Each line below from the one containing "the OpenProject server." through the one containing "supplies every setting." should be output exactly as it stands, and no other line should appear.

BEGIN Input for this task

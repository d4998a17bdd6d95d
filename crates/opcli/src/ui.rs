//! Terminal progress helpers

use std::time::Duration;

use indicatif::{ProgressBar, ProgressStyle};

/// Start a steady-tick spinner with the given message. Callers clear it with
/// `finish_and_clear` once the operation resolves.
pub fn spinner(message: &str) -> ProgressBar {
    let spinner = ProgressBar::new_spinner();
    spinner.set_style(
        ProgressStyle::default_spinner()
            .template("{spinner:.cyan} {msg}")
            .unwrap(),
    );
    spinner.enable_steady_tick(Duration::from_millis(100));
    spinner.set_message(message.to_string());
    spinner
}
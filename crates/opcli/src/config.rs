//! Client configuration
//!
//! Settings come from `~/.config/opcli/config.toml` with environment
//! overrides, and every value must be non-blank before any network call is
//! attempted.

use serde::Deserialize;
use std::path::PathBuf;

/// Connection settings for the OpenProject server.
#[derive(Debug, Clone, Default, Deserialize)]
pub struct Config {
    #[serde(default)]
    pub base_url: String,
    #[serde(default)]
    pub api_key: String,
    #[serde(default)]
    pub project: String,
}

#[derive(Debug, thiserror::Error)]
pub enum ConfigError {
    #[error("failed to read {path}: {source}")]
    Io {
        path: PathBuf,
        source: std::io::Error,
    },

    #[error("failed to parse {path}: {source}")]
    Parse {
        path: PathBuf,
        source: toml::de::Error,
    },

    #[error("missing required setting: {0} (set it in config.toml or the environment)")]
    Missing(&'static str),
}

fn config_path() -> Option<PathBuf> {
    dirs_next::config_dir().map(|dir| dir.join("opcli").join("config.toml"))
}

impl Config {
    /// Load the configuration file, apply environment overrides, and
    /// validate.
    ///
    /// Recognized variables: `OPENPROJECT_BASE_URL`, `OPENPROJECT_API_KEY`,
    /// `OPENPROJECT_PROJECT`. A missing config file is fine as long as the
    /// environment supplies every setting.
    pub fn load() -> Result<Self, ConfigError> {
        let mut config = match config_path() {
            Some(path) if path.exists() => {
                let contents = std::fs::read_to_string(&path).map_err(|source| ConfigError::Io {
                    path: path.clone(),
                    source,
                })?;
                toml::from_str(&contents).map_err(|source| ConfigError::Parse { path, source })?
            }
            _ => Config::default(),
        };

        if let Ok(value) = std::env::var("OPENPROJECT_BASE_URL") {
            config.base_url = value;
        }
        if let Ok(value) = std::env::var("OPENPROJECT_API_KEY") {
            config.api_key = value;
        }
        if let Ok(value) = std::env::var("OPENPROJECT_PROJECT") {
            config.project = value;
        }

        config.validate()?;
        Ok(config)
    }

    fn validate(&self) -> Result<(), ConfigError> {
        if self.base_url.trim().is_empty() {
            return Err(ConfigError::Missing("base_url"));
        }
        if self.api_key.trim().is_empty() {
            return Err(ConfigError::Missing("api_key"));
        }
        if self.project.trim().is_empty() {
            return Err(ConfigError::Missing("project"));
        }
        Ok(())
    }
}

#[cfg(test)]
mod tests {
    use super::*;

    fn full_config() -> Config {
        Config {
            base_url: "https://openproject.example.com".to_string(),
            api_key: "secret".to_string(),
            project: "demo".to_string(),
        }
    }

    #[test]
    fn test_validate_accepts_a_complete_config() {
        assert!(full_config().validate().is_ok());
    }

    #[test]
    fn test_validate_rejects_blank_settings() {
        let mut config = full_config();
        config.base_url = "  ".to_string();
        assert!(matches!(
            config.validate(),
            Err(ConfigError::Missing("base_url"))
        ));

        let mut config = full_config();
        config.api_key.clear();
        assert!(matches!(
            config.validate(),
            Err(ConfigError::Missing("api_key"))
        ));

        let mut config = full_config();
        config.project.clear();
        assert!(matches!(
            config.validate(),
            Err(ConfigError::Missing("project"))
        ));
    }

    #[test]
    fn test_partial_config_file_parses_with_defaults() {
        let config: Config = toml::from_str("base_url = \"https://op.example.com\"").unwrap();

        assert_eq!(config.base_url, "https://op.example.com");
        assert_eq!(config.api_key, "");
        assert_eq!(config.project, "");
    }
}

END Input for this task

■ **Answer space**:
/// Connection settings for the OpenProject server.
#[derive(Debug, Clone, Default, Deserialize)]
pub struct Config {
    #[serde(default)]
    pub base_url: String,
    #[serde(default)]
    pub api_key: String,
    #[serde(default)]
    pub project: String,
}

#[derive(Debug, thiserror::Error)]
pub enum ConfigError {
    #[error("failed to read {path}: {source}")]
    Io {
        path: PathBuf,
        source: std::io::Error,
    },

    #[error("failed to parse {path}: {source}")]
    Parse {
        path: PathBuf,
        source: toml::de::Error,
    },

    #[error("missing required setting: {0} (set it in config.toml or the environment)")]
    Missing(&'static str),
}

fn config_path() -> Option<PathBuf> {
    dirs_next::config_dir().map(|dir| dir.join("opcli").join("config.toml"))
}

impl Config {
    /// Load the configuration file, apply environment overrides, and
    /// validate.
    ///
    /// Recognized variables: `OPENPROJECT_BASE_URL`, `OPENPROJECT_API_KEY`,
    /// `OPENPROJECT_PROJECT`. A missing config file is fine as long as the
    /// environment supplies every setting.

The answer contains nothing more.